FY24 results were impressive. Revenue increased to £1.71bn from £1.63bn in 2023. Pre-tax profits also rose to £205.4m from £192.7m.
In addition, the view seems bright. The much-anticipated interest rate cut may stimulate housing market activity. The growing number of house movers should increase the demand for home furnishing products. Christmas is often a strong time for trading as well.
The founders of Dunelm – the Adderley family – recently sold 10m shares. They remain the largest shareholder by a clear margin, but there is a risk that this could undermine investor confidence.
Nevertheless, there are still good reasons to consider buying Dunelm shares in October.
Charlie Carman has no shares in Dunelm Group.
IM&G
What it does: IM&G is a property manager with clients in the UK and many other markets around the world
Written by Christopher Ruane. IM&G (LSE: MNG) has delivered high yields for years now. But that doesn’t make it any less interesting in my opinion.
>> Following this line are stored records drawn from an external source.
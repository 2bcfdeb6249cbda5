//! Index planner.
//!
//! Inspects a parsed condition and the target tables' index metadata and picks an
//! equality clause an operator can answer with an index lookup. A hint only prunes
//! candidate rows: operators still evaluate the full condition on every candidate.

use crate::ast::{ArithOp, Comparison, Condition, Connective, Operand, RelOp};
use alloc::string::String;
use alloc::vec::Vec;
use relq_core::Value;
use relq_storage::{IndexKind, Table};
use tracing::debug;

/// An index lookup usable by selection: rows whose `attribute` equals `key`.
#[derive(Clone, Debug, PartialEq)]
pub struct IndexHint {
    pub attribute: String,
    pub key: Value,
    pub kind: IndexKind,
}

/// Which join input holds the index.
#[derive(Clone, Copy, Debug, PartialEq, Eq)]
pub enum BuildSide {
    /// table1 is indexed; table2's rows supply lookup keys.
    Left,
    /// table2 is indexed; table1's rows supply lookup keys.
    Right,
}

/// An index lookup usable by joins.
#[derive(Clone, Debug, PartialEq)]
pub struct JoinHint {
    pub build: BuildSide,
    /// Indexed attribute on the build side.
    pub build_attribute: String,
    /// Attribute on the outer side whose value is looked up.
    pub lookup_attribute: String,
    pub kind: IndexKind,
}

impl JoinHint {
    /// True when the build side is table2, so outer rows come from table1.
    pub fn reverse(&self) -> bool {
        self.build == BuildSide::Right
    }
}

/// Plans an index lookup for a selection.
///
/// Clauses are scanned in source order and the last qualifying one wins. OR
/// conditions never use an index.
pub fn plan_select(condition: &Condition, table: &Table) -> Option<IndexHint> {
    if condition.connective() == Connective::Or {
        return None;
    }

    let mut hint = None;
    for clause in condition.clauses() {
        if let Some(candidate) = equality_hint(clause, table) {
            hint = Some(candidate);
        }
    }
    debug!(?hint, "planned select");
    hint
}

/// Builds a hint from an equality between an indexed attribute (bare or inside
/// arithmetic) and a literal.
fn equality_hint(clause: &Comparison, table: &Table) -> Option<IndexHint> {
    if clause.op != RelOp::Eq {
        return None;
    }
    let (operand, literal) = match (&clause.left, &clause.right) {
        (Operand::Literal(v), other) | (other, Operand::Literal(v)) => (other, v),
        _ => return None,
    };
    let attribute = match operand {
        Operand::Attribute(attribute) | Operand::Arithmetic { attribute, .. } => attribute,
        Operand::Literal(_) => return None,
    };
    let kind = table.index_kind_on(&attribute.name)?;

    let key = match operand {
        Operand::Arithmetic {
            op, literal: k, ..
        } => inverted_key(table, kind, *op, *k, literal.to_f64()?)?,
        _ => literal.clone(),
    };
    Some(IndexHint {
        attribute: attribute.name.clone(),
        key,
        kind,
    })
}

/// Magnitude from which `f64` no longer holds every integer exactly.
const EXACT_INT_LIMIT: f64 = 9_007_199_254_740_992.0;

/// Longest run of adjacent floats an inverted key may stand for.
const MAX_PREIMAGE: usize = 8;

/// Recovers the stored key `v` for which `v op k` evaluates to `target`.
///
/// Float arithmetic rounds, so undoing it can land beside the stored value
/// (`15 * 1.1 = 16.5` but `16.5 / 1.1 = 14.999999999999998`), and several adjacent
/// floats can round onto the same result. Each operation is monotonic in `v`, so
/// the values reaching `target` form one contiguous run. The run is collected and
/// checked against the index: a hint is only returned when at most one of its keys
/// is present, otherwise the selection scans.
fn inverted_key(table: &Table, kind: IndexKind, op: ArithOp, k: f64, target: f64) -> Option<Value> {
    let hits = |v: f64| op.apply(v, k) == target;
    let guess = op.inverse().apply(target, k);
    if !guess.is_finite() || guess.abs() >= EXACT_INT_LIMIT {
        return None;
    }
    let start = [guess, next_up(guess), next_down(guess)]
        .into_iter()
        .find(|&v| hits(v))?;

    let mut run = Vec::new();
    run.push(start);
    for step in [next_down as fn(f64) -> f64, next_up] {
        let mut v = step(start);
        while hits(v) {
            if run.len() == MAX_PREIMAGE {
                return None;
            }
            run.push(v);
            v = step(v);
        }
    }

    let mut present = run
        .iter()
        .map(|&v| Value::Float(v))
        .filter(|key| !table.lookup(kind, key).is_empty());
    match (present.next(), present.next()) {
        (Some(key), None) => Some(key),
        // No stored value reaches the literal; the lookup comes back empty.
        (None, _) => Some(Value::Float(start)),
        _ => None,
    }
}

fn next_up(v: f64) -> f64 {
    if v.is_nan() || v == f64::INFINITY {
        return v;
    }
    if v == 0.0 {
        return f64::from_bits(1);
    }
    let bits = v.to_bits();
    f64::from_bits(if v > 0.0 { bits + 1 } else { bits - 1 })
}

fn next_down(v: f64) -> f64 {
    -next_up(-v)
}

/// Plans an index lookup for a join of `left` (table1) and `right` (table2).
///
/// A clause qualifies when it is an equality between two bare attributes. The left
/// operand's table is checked for an index before the right operand's, and the last
/// qualifying clause wins. OR conditions never use an index.
pub fn plan_join(condition: &Condition, left: &Table, right: &Table) -> Option<JoinHint> {
    if condition.connective() == Connective::Or {
        return None;
    }

    let mut hint = None;
    for clause in condition.clauses() {
        if clause.op != RelOp::Eq {
            continue;
        }
        let (Some(a1), Some(a2)) = (clause.left.bare_attribute(), clause.right.bare_attribute())
        else {
            continue;
        };

        if let Some(kind) = left.index_kind_on(&a1.name) {
            hint = Some(JoinHint {
                build: BuildSide::Left,
                build_attribute: a1.name.clone(),
                lookup_attribute: a2.name.clone(),
                kind,
            });
        } else if let Some(kind) = right.index_kind_on(&a2.name) {
            hint = Some(JoinHint {
                build: BuildSide::Right,
                build_attribute: a2.name.clone(),
                lookup_attribute: a1.name.clone(),
                kind,
            });
        }
    }
    debug!(?hint, "planned join");
    hint
}

#[cfg(test)]
mod tests {
    use super::*;
    use crate::parser::parse_condition;
    use alloc::format;
    use relq_storage::codec::parse_table;

    fn sales() -> Table {
        parse_table("saleid|itemid|qty\n1|7|60\n2|8|30\n3|7|10\n").unwrap()
    }

    fn plan(cond: &str, table: &Table) -> Option<IndexHint> {
        plan_select(&parse_condition(cond).unwrap(), table)
    }

    #[test]
    fn test_no_index_no_hint() {
        assert_eq!(plan("qty = 30", &sales()), None);
    }

    #[test]
    fn test_equality_on_indexed_attribute() {
        let mut t = sales();
        t.build_hash_index("qty").unwrap();
        assert_eq!(
            plan("qty = 30", &t),
            Some(IndexHint {
                attribute: "qty".into(),
                key: Value::Int(30),
                kind: IndexKind::Hash,
            })
        );
        assert_eq!(plan("30 = qty", &t).map(|h| h.key), Some(Value::Int(30)));
        assert_eq!(plan("qty > 30", &t), None);
        assert_eq!(plan("itemid = 7", &t), None);
    }

    #[test]
    fn test_arithmetic_is_inverted() {
        let mut t = sales();
        t.build_ordered_index("qty").unwrap();
        let key = |cond| plan(cond, &t).map(|h| h.key);

        assert_eq!(key("qty / 2 = 30"), Some(Value::Float(60.0)));
        assert_eq!(key("30 = qty / 2"), Some(Value::Float(60.0)));
        assert_eq!(key("qty * 2 = 60"), Some(Value::Float(30.0)));
        assert_eq!(key("qty - 5 = 25"), Some(Value::Float(30.0)));
        assert_eq!(key("qty + 5 = 35"), Some(Value::Float(30.0)));
        assert_eq!(key("qty * 0 = 5"), None);
        assert_eq!(plan("qty / 2 = 30", &t).map(|h| h.kind), Some(IndexKind::Ordered));
    }

    #[test]
    fn test_inexact_inversion_finds_stored_key() {
        let mut t = parse_table("id|qty\n1|15\n2|4\n3|29\n").unwrap();
        t.build_hash_index("qty").unwrap();
        let key = |cond: &str| plan(cond, &t).map(|h| h.key);

        // 16.5 / 1.1 is 14.999999999999998, one float below the stored 15.
        assert_eq!(key("qty * 1.1 = 16.5"), Some(Value::Float(15.0)));
        assert_eq!(key("qty + 0.1 = 4.1"), Some(Value::Float(4.0)));
        let literal = 29.0 / 7.0;
        assert_eq!(key(&format!("qty / 7 = {}", literal)), Some(Value::Float(29.0)));
    }

    #[test]
    fn test_ambiguous_inversion_scans() {
        let near_30 = f64::from_bits(30f64.to_bits() + 1);
        let mut t = Table::with_rows(
            relq_core::Header::from_names(["qty"]),
            alloc::vec![
                relq_core::Record::new(alloc::vec![Value::Int(30)]),
                relq_core::Record::new(alloc::vec![Value::Float(near_30)]),
            ],
        )
        .unwrap();
        t.build_ordered_index("qty").unwrap();

        // Both 30 and the float just above it round onto 35.
        assert_eq!(near_30 + 5.0, 35.0);
        assert_eq!(plan("qty + 5 = 35", &t), None);
        // Zero has an unbounded run of subnormal neighbours.
        assert_eq!(plan("qty / 7 = 0", &t), None);
    }

    #[test]
    fn test_unmatched_inversion_keeps_hint() {
        let mut t = sales();
        t.build_hash_index("qty").unwrap();
        assert_eq!(plan("qty * 2 = 1000", &t).map(|h| h.key), Some(Value::Float(500.0)));
    }

    #[test]
    fn test_float_neighbours() {
        assert_eq!(next_up(1.0), 1.0 + f64::EPSILON);
        assert_eq!(next_down(1.0 + f64::EPSILON), 1.0);
        assert_eq!(next_up(0.0), f64::from_bits(1));
        assert_eq!(next_down(0.0), -f64::from_bits(1));
        assert_eq!(next_up(-1.0), -(1.0 - f64::EPSILON / 2.0));
    }

    #[test]
    fn test_last_qualifying_clause_wins() {
        let mut t = sales();
        t.build_hash_index("qty").unwrap();
        t.build_ordered_index("itemid").unwrap();

        let hint = plan("(qty = 30) and (itemid = 7)", &t).unwrap();
        assert_eq!(hint.attribute, "itemid");
        assert_eq!(hint.kind, IndexKind::Ordered);

        let hint = plan("(itemid = 7) and (qty = 30) and (saleid = 1)", &t).unwrap();
        assert_eq!(hint.attribute, "qty");
    }

    #[test]
    fn test_or_never_uses_index() {
        let mut t = sales();
        t.build_hash_index("qty").unwrap();
        assert_eq!(plan("(qty = 30) or (qty = 60)", &t), None);
    }

    #[test]
    fn test_join_left_checked_first() {
        let mut r = parse_table("saleid|customerid\n1|5\n").unwrap();
        let mut s = parse_table("C|state\n5|NY\n").unwrap();
        let cond = parse_condition("R.customerid = S.C").unwrap();

        assert_eq!(plan_join(&cond, &r, &s), None);

        s.build_hash_index("C").unwrap();
        let hint = plan_join(&cond, &r, &s).unwrap();
        assert_eq!(hint.build, BuildSide::Right);
        assert!(hint.reverse());
        assert_eq!(hint.build_attribute, "C");
        assert_eq!(hint.lookup_attribute, "customerid");

        r.build_ordered_index("customerid").unwrap();
        let hint = plan_join(&cond, &r, &s).unwrap();
        assert_eq!(hint.build, BuildSide::Left);
        assert!(!hint.reverse());
        assert_eq!(hint.kind, IndexKind::Ordered);
        assert_eq!(hint.lookup_attribute, "C");
    }

    #[test]
    fn test_join_arithmetic_disqualifies() {
        let r = parse_table("qty\n1\n").unwrap();
        let mut s = parse_table("Q\n1\n").unwrap();
        s.build_hash_index("Q").unwrap();

        let cond = parse_condition("R.qty = S.Q * 2").unwrap();
        assert_eq!(plan_join(&cond, &r, &s), None);
        let cond = parse_condition("(R.qty > S.Q) or (R.qty = S.Q)").unwrap();
        assert_eq!(plan_join(&cond, &r, &s), None);
    }
}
Its goal is to maintain or increase profits year after year. Obviously, the asset manager understands the importance of the dividend in its investment case. Interim results for September saw the latest increase. Share price 2018/12-2011 But the upside is still rising and the current yield is 9.4%. That places M&G among the FTSE 100’s largest-cap stocks.
The first half of the year saw the business generate operating income of £486m – slightly less than the same period last year, but still huge. Its strong brand, large customer base and continued demand for asset management all work in M&G’s favor as a dividend. Weak markets can shut down demand and profits, but I plan to hold on – and continue to earn income.
Christopher Ruane is an M&G shareholder.
Rio Tinto
What it does: Founded in 1873, this British-Australian multinational corporation is the world’s second largest metallurgical and mining corporation. Its main product is iron ore, but it also produces copper, bauxite, diamonds, uranium and a range of industrial minerals.
Written by Harvey Jones. Times are tough for commodity stocks, and everyone knows why. China has been the world leader in human demand for years, consuming 60 percent of the world’s metals and minerals. But the world’s second-largest economy is in trouble and struggling to turn things around.
However, things are looking good as Beijing unveils a new stimulus package while US interest rate cuts could revive the wider global economy.
I Rio Tinto (LSE: RIO) share price is up 5% over 12 months but still looks good value with a price to earnings ratio of 9.97%. Its shares are expected to yield 5.81% next year.
The biggest risk is that China’s latest stimulus plan will fail to turn the dial, and we’ll be back to square one.
However, with a profit like this, Rio Tinto shares look like a no-brainer buy for investors patiently waiting for better days.
Harvey Jones does not own shares in Rio Tinto.
TP ICAP
What it does: TP ICAP is a capital markets infrastructure company and operates as the world’s largest broker for profit.
Written by Kevin Godbold. In August, TP ICAP (LSE: TCAP) has released a good set of numbers for the 2024 half year. The outlook statement was upbeat and CEO Nicolas Breteau said the company is focused on diversification. “it pays off”.
The business facilitates transactions between financial institutions, and market volatility can lead to enhanced trading. Another risk for shareholders is that markets can be quiet leading to lower cash flow and company profits.
We saw the danger playing out leading to the coronavirus. Earnings have been falling for several years and directors have cut the dividend in 2020.
However, dividends and shareholder payouts have been growing steadily since then. There is also a share buyback program in place which suggests that the company has plenty of spare cash coming in.
Meanwhile, with the share price close to 234p, the forward dividend yield to 2025 is just under 6.8%, which looks attractive to me.
Kevin Godbold has no shares in TP ICAP.